For the entries that follow, restate word for word the line containing "required(HeaderKey::Budget, errors);", the line containing "validate_talent(job_index, talent_index, talent, errors);", and every line that lies between them.

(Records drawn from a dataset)
>>>

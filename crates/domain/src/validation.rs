// Copyright (C) 2026 Fred Clausen
// Use of this source code is governed by an MIT-style
// license that can be found in the LICENSE file or at
// https://opensource.org/licenses/MIT.

//! Whole-form validation.
//!
//! Every rule runs on every call; a rule never suppresses another rule's
//! key. The result is an error map keyed by field path.

use crate::form::{FormState, Job, PurchaseOrderHeader, Talent};
use crate::types::PoType;
use regex::Regex;
use std::collections::BTreeMap;
use std::sync::LazyLock;
use time::Date;
use time::macros::format_description;

#[allow(clippy::expect_used)]
static EMAIL_PATTERN: LazyLock<Regex> =
    LazyLock::new(|| Regex::new(r"^\S+@\S+\.\S+$").expect("literal pattern"));

#[allow(clippy::expect_used)]
static BUDGET_PATTERN: LazyLock<Regex> =
    LazyLock::new(|| Regex::new(r"^[0-9]{1,5}$").expect("literal pattern"));

/// A header field that carries its own validation key.
#[derive(Debug, Clone, Copy, PartialEq, Eq, Hash, PartialOrd, Ord)]
pub enum HeaderKey {
    /// The client selector.
    ClientId,
    /// The PO type selector.
    PoType,
    /// The PO number.
    PoNumber,
    /// The received-on date.
    ReceivedOn,
    /// The received-from name.
    ReceivedFromName,
    /// The received-from email.
    ReceivedFromEmail,
    /// The PO start date.
    PoStartDate,
    /// The PO end date.
    PoEndDate,
    /// The budget.
    Budget,
}

impl HeaderKey {
    /// Returns the error map key.
    #[must_use]
    pub const fn as_str(&self) -> &'static str {
        match self {
            Self::ClientId => "clientId",
            Self::PoType => "poType",
            Self::PoNumber => "poNumber",
            Self::ReceivedOn => "receivedOn",
            Self::ReceivedFromName => "receivedFromName",
            Self::ReceivedFromEmail => "receivedFromEmail",
            Self::PoStartDate => "poStartDate",
            Self::PoEndDate => "poEndDate",
            Self::Budget => "budget",
        }
    }

    /// Returns the label used in messages.
    #[must_use]
    pub const fn label(&self) -> &'static str {
        match self {
            Self::ClientId => "Client",
            Self::PoType => "Purchase Order Type",
            Self::PoNumber => "PO Number",
            Self::ReceivedOn => "Received On date",
            Self::ReceivedFromName => "Received From name",
            Self::ReceivedFromEmail => "Received From email",
            Self::PoStartDate => "PO Start Date",
            Self::PoEndDate => "PO End Date",
            Self::Budget => "Budget",
        }
    }
}

/// A talent field that carries its own validation key.
#[derive(Debug, Clone, Copy, PartialEq, Eq, Hash, PartialOrd, Ord)]
pub enum TalentKey {
    /// The talent name.
    Name,
    /// The contract duration.
    Duration,
    /// The bill rate.
    BillRate,
}

impl TalentKey {
    /// Returns the key suffix.
    #[must_use]
    pub const fn as_str(&self) -> &'static str {
        match self {
            Self::Name => "name",
            Self::Duration => "duration",
            Self::BillRate => "billRate",
        }
    }
}

/// Where a validation error is shown.
///
/// Job and talent paths are positional, matching the order on screen.
#[derive(Debug, Clone, Copy, PartialEq, Eq, Hash, PartialOrd, Ord)]
pub enum FieldPath {
    /// A header field.
    Header(HeaderKey),
    /// The job list as a whole.
    Jobs,
    /// The requisition selector of a job.
    Job(usize),
    /// A field of a talent on a job.
    Talent {
        /// Position of the job.
        job: usize,
        /// Position of the talent within the job.
        talent: usize,
        /// The talent field.
        field: TalentKey,
    },
    /// The Individual PO talent count.
    Individual,
    /// The Group PO talent count.
    Group,
}

impl std::fmt::Display for FieldPath {
    fn fmt(&self, f: &mut std::fmt::Formatter<'_>) -> std::fmt::Result {
        match self {
            Self::Header(key) => write!(f, "{}", key.as_str()),
            Self::Jobs => write!(f, "jobs"),
            Self::Job(job) => write!(f, "job_{job}"),
            Self::Talent { job, talent, field } => {
                write!(f, "job_{job}_talent_{talent}_{}", field.as_str())
            }
            Self::Individual => write!(f, "individual"),
            Self::Group => write!(f, "group"),
        }
    }
}

/// A single failed rule.
#[derive(Debug, Clone, Copy, PartialEq, Eq, Hash)]
pub enum ValidationError {
    /// A required header field is empty.
    Required(HeaderKey),
    /// The email does not look like `local@domain.tld`.
    InvalidEmail,
    /// A date is present but not a `YYYY-MM-DD` calendar date.
    InvalidDate,
    /// The end date falls before the start date.
    EndBeforeStart,
    /// The budget is not 1 to 5 digits.
    InvalidBudget,
    /// The form has no jobs.
    NoJobs,
    /// A job has no requisition selected.
    RequisitionRequired,
    /// A talent name is blank.
    TalentNameRequired,
    /// A talent has no contract duration.
    ContractDurationRequired,
    /// A talent has no bill rate.
    BillRateRequired,
    /// An Individual PO has no talent.
    IndividualMissingTalent,
    /// An Individual PO has more than one talent.
    IndividualTooManyTalents,
    /// A Group PO has fewer than two talents.
    GroupTooFewTalents,
}

impl std::fmt::Display for ValidationError {
    fn fmt(&self, f: &mut std::fmt::Formatter<'_>) -> std::fmt::Result {
        match self {
            Self::Required(key) => write!(f, "{} is required.", key.label()),
            Self::InvalidEmail => write!(f, "Enter a valid email."),
            Self::InvalidDate => write!(f, "Enter a valid date (YYYY-MM-DD)."),
            Self::EndBeforeStart => write!(f, "End date cannot be before start date."),
            Self::InvalidBudget => write!(f, "Enter numeric budget up to 5 digits."),
            Self::NoJobs => write!(f, "At least one job is required."),
            Self::RequisitionRequired => write!(f, "Select Job/REQ for this job."),
            Self::TalentNameRequired => write!(f, "Talent name is required."),
            Self::ContractDurationRequired => write!(f, "Contract duration required."),
            Self::BillRateRequired => write!(f, "Bill rate required."),
            Self::IndividualMissingTalent => {
                write!(f, "Individual PO requires exactly one talent.")
            }
            Self::IndividualTooManyTalents => write!(f, "Individual PO allows only one talent."),
            Self::GroupTooFewTalents => {
                write!(f, "Group PO requires at least two talents selected.")
            }
        }
    }
}

/// Validation errors keyed by the field they belong to.
#[derive(Debug, Clone, PartialEq, Eq, Default)]
pub struct ValidationErrors {
    errors: BTreeMap<FieldPath, ValidationError>,
}

impl ValidationErrors {
    /// Creates an empty error map.
    #[must_use]
    pub const fn new() -> Self {
        Self {
            errors: BTreeMap::new(),
        }
    }

    /// Records an error, replacing any earlier error for the same field.
    pub fn insert(&mut self, path: FieldPath, error: ValidationError) {
        self.errors.insert(path, error);
    }

    /// Returns the error recorded for a field.
    #[must_use]
    pub fn get(&self, path: &FieldPath) -> Option<&ValidationError> {
        self.errors.get(path)
    }

    /// Returns the error recorded under a rendered key such as `job_0`.
    #[must_use]
    pub fn get_key(&self, key: &str) -> Option<&ValidationError> {
        self.errors
            .iter()
            .find(|(path, _)| path.to_string() == key)
            .map(|(_, error)| error)
    }

    /// Returns whether a rendered key has an error.
    #[must_use]
    pub fn contains_key(&self, key: &str) -> bool {
        self.get_key(key).is_some()
    }

    /// Returns whether no rule failed.
    #[must_use]
    pub fn is_empty(&self) -> bool {
        self.errors.is_empty()
    }

    /// Returns the number of failing fields.
    #[must_use]
    pub fn len(&self) -> usize {
        self.errors.len()
    }

    /// Iterates errors in field order.
    pub fn iter(&self) -> impl Iterator<Item = (&FieldPath, &ValidationError)> {
        self.errors.iter()
    }

    /// Renders the map as key → message strings.
    #[must_use]
    pub fn to_messages(&self) -> BTreeMap<String, String> {
        self.errors
            .iter()
            .map(|(path, error)| (path.to_string(), error.to_string()))
            .collect()
    }
}

/// Validates the whole form.
///
/// This function is pure: the same state always yields the same map.
/// Submission is acceptable iff the returned map is empty.
#[must_use]
pub fn validate(state: &FormState) -> ValidationErrors {
    let mut errors: ValidationErrors = ValidationErrors::new();

    validate_header(&state.header, &mut errors);

    if state.jobs.is_empty() {
        errors.insert(FieldPath::Jobs, ValidationError::NoJobs);
    }
    for (job_index, job) in state.jobs.iter().enumerate() {
        validate_job(job_index, job, &mut errors);
    }

    validate_talent_count(state.header.po_type, state.total_talents(), &mut errors);

    errors
}

fn validate_header(header: &PurchaseOrderHeader, errors: &mut ValidationErrors) {
    if header.client_id.as_deref().is_none_or(str::is_empty) {
        required(HeaderKey::ClientId, errors);
    }
    if header.po_type.is_none() {
        required(HeaderKey::PoType, errors);
    }
    if header.po_number.is_empty() {
        required(HeaderKey::PoNumber, errors);
    }
    check_date(HeaderKey::ReceivedOn, &header.received_on, errors);
    if header.received_from_name.is_empty() {
        required(HeaderKey::ReceivedFromName, errors);
    }

    // Rule: email is required and must look like local@domain.tld
    if header.received_from_email.is_empty() {
        required(HeaderKey::ReceivedFromEmail, errors);
    } else if !EMAIL_PATTERN.is_match(&header.received_from_email) {
        errors.insert(
            FieldPath::Header(HeaderKey::ReceivedFromEmail),
            ValidationError::InvalidEmail,
        );
    }

    let start: Option<Date> = check_date(HeaderKey::PoStartDate, &header.po_start_date, errors);
    let end: Option<Date> = check_date(HeaderKey::PoEndDate, &header.po_end_date, errors);
    if start.zip(end).is_some_and(|(start, end)| end < start) {
        errors.insert(
            FieldPath::Header(HeaderKey::PoEndDate),
            ValidationError::EndBeforeStart,
        );
    }

    // Rule: budget is required and must be 1-5 digits
    if header.budget.is_empty() {
        required(HeaderKey::Budget, errors);
    } else if !BUDGET_PATTERN.is_match(&header.budget) {
        errors.insert(
            FieldPath::Header(HeaderKey::Budget),
            ValidationError::InvalidBudget,
        );
    }
}

fn validate_job(job_index: usize, job: &Job, errors: &mut ValidationErrors) {
    if job.requisition_key.as_deref().is_none_or(str::is_empty) {
        errors.insert(
            FieldPath::Job(job_index),
            ValidationError::RequisitionRequired,
        );
    }
    for (talent_index, talent) in job.talents.iter().enumerate() {
        validate_talent(job_index, talent_index, talent, errors);
    }
}

fn validate_talent(
    job_index: usize,
    talent_index: usize,
    talent: &Talent,
    errors: &mut ValidationErrors,
) {
    let path = |field: TalentKey| FieldPath::Talent {
        job: job_index,
        talent: talent_index,
        field,
    };
    if talent.name.trim().is_empty() {
        errors.insert(path(TalentKey::Name), ValidationError::TalentNameRequired);
    }
    if talent.contract_duration.is_empty() {
        errors.insert(
            path(TalentKey::Duration),
            ValidationError::ContractDurationRequired,
        );
    }
    if talent.bill_rate.is_empty() {
        errors.insert(path(TalentKey::BillRate), ValidationError::BillRateRequired);
    }
}

fn validate_talent_count(po_type: Option<PoType>, total: usize, errors: &mut ValidationErrors) {
    match po_type {
        Some(PoType::Individual) if total == 0 => {
            errors.insert(
                FieldPath::Individual,
                ValidationError::IndividualMissingTalent,
            );
        }
        Some(PoType::Individual) if total > 1 => {
            errors.insert(
                FieldPath::Individual,
                ValidationError::IndividualTooManyTalents,
            );
        }
        Some(PoType::Group) if total < 2 => {
            errors.insert(FieldPath::Group, ValidationError::GroupTooFewTalents);
        }
        _ => {}
    }
}

fn required(key: HeaderKey, errors: &mut ValidationErrors) {
    errors.insert(FieldPath::Header(key), ValidationError::Required(key));
}

/// Checks a required date field and returns the parsed date when valid.
fn check_date(key: HeaderKey, value: &str, errors: &mut ValidationErrors) -> Option<Date> {
    if value.is_empty() {
        required(key, errors);
        return None;
    }
    let parsed = Date::parse(value, format_description!("[year]-[month]-[day]")).ok();
    if parsed.is_none() {
        errors.insert(FieldPath::Header(key), ValidationError::InvalidDate);
    }
    parsed
}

<<<

§ Exercise response:
        required(HeaderKey::Budget, errors);
    } else if !BUDGET_PATTERN.is_match(&header.budget) {
        errors.insert(
            FieldPath::Header(HeaderKey::Budget),
            ValidationError::InvalidBudget,
        );
    }
}

fn validate_job(job_index: usize, job: &Job, errors: &mut ValidationErrors) {
    if job.requisition_key.as_deref().is_none_or(str::is_empty) {
        errors.insert(
            FieldPath::Job(job_index),
            ValidationError::RequisitionRequired,
        );
    }
    for (talent_index, talent) in job.talents.iter().enumerate() {
        validate_talent(job_index, talent_index, talent, errors);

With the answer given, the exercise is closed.